# Feature

> Source: https://aiwiki.ai/wiki/feature
> Updated: 2026-06-21
> Categories: Data & Datasets, Machine Learning
> License: CC BY 4.0 (https://creativecommons.org/licenses/by/4.0/)
> From AI Wiki (https://aiwiki.ai), the free encyclopedia of artificial intelligence. Reuse freely with attribution to "AI Wiki (aiwiki.ai)".

In [machine learning](/wiki/machine_learning) and statistics, a **feature** is an individual measurable property or characteristic of a phenomenon being observed, used as an input variable from which a model learns patterns and makes predictions.[1] In a dataset, the features are the columns the model reads, and the target it predicts is the label. The choice of features is widely considered the single biggest driver of model quality: in his 2012 survey, machine learning researcher Pedro Domingos wrote, "At the end of the day, some machine learning projects succeed and some fail. What makes the difference? Easily the most important factor is the features used."[11]

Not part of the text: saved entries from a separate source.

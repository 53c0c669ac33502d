use pdf_graph::*;
use pdf_graph::parser::Lexer;
use pdf_graph::xref::XRef;

fn catalog_with(ids: &[ObjNr]) -> Context {
    let mut ctx = Context::new();
    let mut catalog = Dictionary::new();
    catalog.insert("Type", Primitive::name("Catalog"));
    ctx.assign(PlainRef::new(1, 0), catalog);
    for &id in ids.iter().filter(|&&id| id != 1) {
        ctx.assign(PlainRef::new(id, 0), Primitive::Integer(id as i64));
    }
    ctx
}

/// The text between `xref` and `trailer`.
fn table(data: &[u8]) -> &str {
    let text = std::str::from_utf8(data).unwrap();
    let start = text.rfind("\nxref\n").unwrap() + 1;
    let end = text.rfind("trailer\n").unwrap();
    &text[start .. end]
}

fn subsection_headers(table: &str) -> Vec<&str> {
    table.lines().skip(1).filter(|l| l.split(' ').count() == 2).collect()
}

fn write(ctx: &Context) -> Vec<u8> {
    Writer::new(ctx, WriteOptions::default()).serialize_to_buffer().unwrap()
}

#[test]
fn contiguous_subsections() {
    let data = write(&catalog_with(&[1, 3, 4]));
    assert_eq!(subsection_headers(table(&data)), ["0 2", "3 2"]);

    let data = write(&catalog_with(&[1, 2, 5, 6]));
    assert_eq!(subsection_headers(table(&data)), ["0 3", "5 2"]);

    let data = write(&catalog_with(&[1, 2, 3]));
    assert_eq!(subsection_headers(table(&data)), ["0 4"]);
}

#[test]
fn entry_lines() {
    let data = write(&catalog_with(&[1, 2]));
    let table = table(&data);
    let lines: Vec<&str> = table.split_inclusive('\n').collect();
    assert_eq!(lines[0], "xref\n");
    assert_eq!(lines[1], "0 3\n");
    assert_eq!(lines[2], "0000000000 65535 f \n");
    for line in &lines[2 ..] {
        assert_eq!(line.len(), 20);
    }
    assert!(lines[3].ends_with(" 00000 n \n"));
}

#[test]
fn offsets_point_at_objects() {
    let data = write(&catalog_with(&[1, 2, 7]));
    let startxref = std::str::from_utf8(&data).unwrap().rfind("\nxref\n").unwrap() + 1;
    let mut lexer = Lexer::new(&data[startxref ..]);
    let section = parser::parse_xref_table(&mut lexer).unwrap().unwrap();
    for (id, entry) in section.iter() {
        if let XRef::Raw { pos, .. } = *entry {
            let mut lexer = Lexer::new(&data[pos ..]);
            let obj = parser::parse_indirect_object(&mut lexer).unwrap().unwrap();
            assert_eq!(obj.reference.id(), id);
        }
    }
}

#[test]
fn trailer_records_size_and_startxref() {
    let data = write(&catalog_with(&[1, 5]));
    let text = std::str::from_utf8(&data).unwrap();
    let xref_pos = text.rfind("\nxref\n").unwrap() + 1;
    let trailer_pos = text.rfind("trailer").unwrap();
    let mut lexer = Lexer::new(&data[trailer_pos ..]);
    let trailer = parser::parse_trailer(&mut lexer).unwrap().unwrap();
    assert_eq!(trailer.size(), Some(6));
    assert_eq!(trailer.root(), Some(PlainRef::new(1, 0)));
    assert_eq!(trailer.startxref, xref_pos);
    assert!(text.ends_with("%%EOF\n"));
}

#[test]
fn infinite_loop_invalid_file() {
    assert!(DocumentParser::new(b"startxref%PDF-").parse().is_err());
}

#[test]
fn ending_angle_bracket() {
    assert!(DocumentParser::new(b"%PDF-startxref>").parse().is_err());
    assert!(DocumentParser::new(b"%PDF-startxref<").parse().is_err());
}
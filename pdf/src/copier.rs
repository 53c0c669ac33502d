//! Copy values from one [`Context`] into another.
//!
//! Every object reachable from the copied value is copied once and gets a fresh reference in
//! the destination; shared and cyclic references stay shared and cyclic.
//!
//! A page that is itself the thing being copied is detached from its page tree. Pages reached
//! through references keep their `/Parent`.

use std::collections::{HashMap, HashSet};

use crate::context::Context;
use crate::error::*;
use crate::object::*;
use crate::primitive::*;

/// Page attributes that a page inherits from its ancestors in the page tree.
const INHERITABLE_PAGE_KEYS: [&str; 4] = ["Resources", "CropBox", "MediaBox", "Rotate"];

pub struct ObjectCopier<'a> {
    src: &'a Context,
    dest: &'a mut Context,
    /// source reference -> destination reference
    visited: HashMap<PlainRef, PlainRef>,
    /// objects that have a destination reference but no value yet
    worklist: Vec<(PlainRef, PlainRef)>,
}

impl<'a> ObjectCopier<'a> {
    pub fn new(src: &'a Context, dest: &'a mut Context) -> ObjectCopier<'a> {
        ObjectCopier {
            src,
            dest,
            visited: HashMap::new(),
            worklist: Vec::new(),
        }
    }

    /// Copy `value` and everything it references. The returned value belongs in the
    /// destination context; referenced objects have already been added to it.
    pub fn copy(&mut self, value: &Primitive) -> Result<Primitive> {
        let copied = match value {
            Primitive::Dictionary(page) if page.kind() == DictKind::Page => {
                Primitive::Dictionary(self.rewrite_dict(&self.flatten_page(page)?)?)
            }
            _ => self.rewrite(value)?,
        };
        self.drain()?;
        Ok(copied)
    }

    /// Copy the object behind `r`; returns its reference in the destination.
    pub fn copy_ref(&mut self, r: PlainRef) -> Result<PlainRef> {
        if let Some(&new) = self.visited.get(&r) {
            return Ok(new);
        }
        let new = match self.src.lookup_maybe(r, None)? {
            Some(Primitive::Dictionary(page)) if page.kind() == DictKind::Page => {
                let new = self.reserve(r);
                let page = self.flatten_page(page)?;
                let value = Primitive::Dictionary(self.rewrite_dict(&page)?);
                self.dest.assign(new, value);
                new
            }
            _ => self.map_ref(r),
        };
        self.drain()?;
        Ok(new)
    }

    /// Destination reference for `r`, queueing the object for copying on first sight.
    fn map_ref(&mut self, r: PlainRef) -> PlainRef {
        if let Some(&new) = self.visited.get(&r) {
            return new;
        }
        let new = self.reserve(r);
        self.worklist.push((r, new));
        new
    }

    /// Allocate the destination number for `r`; it holds null until the value is filled in.
    fn reserve(&mut self, r: PlainRef) -> PlainRef {
        let new = self.dest.next_ref();
        self.dest.assign(new, Primitive::Null);
        self.visited.insert(r, new);
        new
    }

    fn drain(&mut self) -> Result<()> {
        while let Some((old, new)) = self.worklist.pop() {
            let value = match self.src.lookup_maybe(old, None)? {
                Some(value) => self.rewrite(value)?,
                None => {
                    warn!("{} does not exist in the source; copying it as null", old);
                    Primitive::Null
                }
            };
            trace!("copied {} -> {}", old, new);
            self.dest.assign(new, value);
        }
        Ok(())
    }

    /// Deep-copy the direct structure of `value`, mapping every reference.
    fn rewrite(&mut self, value: &Primitive) -> Result<Primitive> {
        Ok(match value {
            Primitive::Reference(r) => Primitive::Reference(self.map_ref(*r)),
            Primitive::Array(items) => Primitive::Array(
                items.iter().map(|p| self.rewrite(p)).collect::<Result<_>>()?
            ),
            Primitive::Dictionary(dict) => Primitive::Dictionary(self.rewrite_dict(dict)?),
            Primitive::Stream(stream) => {
                let mut stream = stream.clone();
                stream.info = self.rewrite_dict(&stream.info)?;
                Primitive::Stream(stream)
            }
            p => p.clone(),
        })
    }

    fn rewrite_dict(&mut self, dict: &Dictionary) -> Result<Dictionary> {
        let mut out = Dictionary::new();
        for (key, value) in dict.iter() {
            out.insert(key.clone(), self.rewrite(value)?);
        }
        Ok(out)
    }

    /// A page detached from its tree: inherited attributes are pulled in from the ancestors and
    /// `/Parent` is dropped.
    fn flatten_page(&self, page: &Dictionary) -> Result<Dictionary> {
        let mut page = page.clone();
        let mut seen = HashSet::new();
        let mut parent = page.remove("Parent");
        while let Some(Primitive::Reference(r)) = parent {
            if !seen.insert(r) {
                bail!("page tree cycle through {}", r);
            }
            let node = match self.src.lookup_maybe(r, Some(PrimitiveKind::Dictionary))? {
                Some(Primitive::Dictionary(node)) => node,
                _ => break,
            };
            for key in INHERITABLE_PAGE_KEYS {
                if page.get(key).is_none() {
                    if let Some(value) = node.get(key) {
                        page.insert(key, value.clone());
                    }
                }
            }
            parent = node.get("Parent").cloned();
        }
        Ok(page)
    }
}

The term is synonymous with several other names depending on the field: **variable** in statistics, **attribute** in database systems, **predictor** or **covariate** in regression analysis, and **input** or **independent variable** in experimental design.[2] Selecting informative, discriminating, and independent features is one of the most important steps in building effective models for pattern recognition, classification, and regression.[3]

## Explain like I'm 5 (ELI5)

Imagine you are playing a guessing game where your friend has to figure out which animal you are thinking of. You give clues like "it has fur," "it is really big," and "it lives in the ocean." Each of those clues is like a feature. In machine learning, we give a computer a bunch of clues (features) about something, and the computer uses those clues to figure out the answer. The better and more useful the clues are, the easier it is for the computer to guess correctly.

## Formal definition

Given a dataset with *n* observations, each observation can be described by a set of *d* measurable properties. Each such property is a feature. Formally, if an observation is represented as a vector **x** = (x₁, x₂, ..., x_d), then each x_i is a feature.[1] The complete set of features used by a model is often called the [feature set](/wiki/feature_set), and the vector **x** is called the [feature vector](/wiki/feature_vector). The space spanned by all possible feature vectors is the **feature space**, a *d*-dimensional space where each axis corresponds to one feature.

## Types of features

Features can be classified along several axes. The table below summarizes the major categories.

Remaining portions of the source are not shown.